Linear regression adjustment is commonly used to analyse randomised controlled experiments due to its efficiency and robustness against model misspecification. Current testing and interval estimation procedures leverage the asymptotic distribution of such estimators to provide Type-I error and coverage guarantees that hold only at a single sample size. Here, we develop the theory for the anytime-valid analogues of such procedures, enabling linear regression adjustment in the sequential analysis of randomised experiments. We first provide sequential $F$-tests and confidence sequences for the parametric linear model, which provide time-uniform Type-I error and coverage guarantees that hold for all sample sizes. We then relax all linear model parametric assumptions in randomised designs and provide nonparametric model-free sequential tests and confidence sequences for treatment effects. This formally allows experiments to be continuously monitored for significance, stopped early, and safeguards against statistical malpractices in data collection. A particular feature of our results is their simplicity. Our test statistics and confidence sequences all emit closed-form expressions, which are functions of statistics directly available from a standard linear regression table. We illustrate our methodology with the sequential analysis of software A/B experiments at Netflix, performing regression adjustment with pre-treatment outcomes.

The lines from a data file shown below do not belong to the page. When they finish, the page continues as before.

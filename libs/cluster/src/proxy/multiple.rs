//! Fan-out invocation across every listed instance

use super::error::Result;
use super::service::{ClusterService, ServiceRequest, ServiceResponse};
use super::{invoke_with_retry, report_bad, RetryPolicy};
use crate::registry::{ClusterRegistry, ServiceRegistryBinding};
use crate::selection::SelectionPolicy;
use async_trait::async_trait;
use futures::future::join_all;
use std::sync::Arc;
use tracing::{debug, warn};

pub struct MultipleInvocationProxy {
    service_type: String,
    policy: Arc<dyn SelectionPolicy<ServiceRegistryBinding>>,
    registry: Arc<ClusterRegistry>,
    retry: RetryPolicy,
}

impl MultipleInvocationProxy {
    pub fn new(
        service_type: impl Into<String>,
        policy: Arc<dyn SelectionPolicy<ServiceRegistryBinding>>,
        registry: Arc<ClusterRegistry>,
        retry: RetryPolicy,
    ) -> Self {
        Self {
            service_type: service_type.into(),
            policy,
            registry,
            retry,
        }
    }
}

#[async_trait]
impl ClusterService for MultipleInvocationProxy {
    /// Failing instances are skipped. Collection requests return the
    /// concatenated results in instance order; anything else returns unit.
    async fn invoke(&self, request: ServiceRequest) -> Result<ServiceResponse> {
        let instances = match self.policy.instances() {
            Ok(instances) => instances,
            Err(e) => {
                debug!(service_type = %self.service_type, error = %e, "Fan-out with no instances");
                Vec::new()
            }
        };

        let calls = instances
            .iter()
            .map(|binding| invoke_with_retry(binding, &request, self.retry));
        let outcomes = join_all(calls).await;

        let mut items = Vec::new();
        for (binding, outcome) in instances.iter().zip(outcomes) {
            match outcome {
                Ok(response) => items.extend(response.into_items()),
                Err(e) if e.marks_bad() => report_bad(&self.registry, binding, &e),
                Err(e) => {
                    warn!(
                        service_id = %binding.service_id(),
                        operation = %request.operation,
                        error = %e,
                        "Instance rejected fan-out call"
                    );
                }
            }
        }

        Ok(if request.collect {
            ServiceResponse::Collection(items)
        } else {
            ServiceResponse::Unit
        })
    }
}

翻译：线性回归调整因其高效性及对模型误设的稳健性，常被用于分析随机对照实验。当前的检验与区间估计方法利用此类估计量的渐近分布，仅能在单一样本量下保证第一类错误率和覆盖率。本文发展了此类方法的全时段有效理论，使线性回归调整能够用于随机实验的序贯分析。首先，我们针对参数线性模型提出序贯F检验和置信序列，为所有样本量提供时间一致的第一类错误率和覆盖率保证。随后，我们在随机化设计中放宽所有线性模型参数假设，为非参数模型提供无模型假设的序贯检验和治疗效应置信序列。这正式允许实验被连续监测显著性、提前终止，并防止数据收集中的统计不当行为。我们结果的一个独特之处在于其简洁性：所有检验统计量和置信序列均具有闭合表达式，且可直接由标准线性回归表中的统计量计算得出。我们通过Netflix软件A/B实验的序贯分析（利用预处理结果进行回归调整）展示了该方法的应用。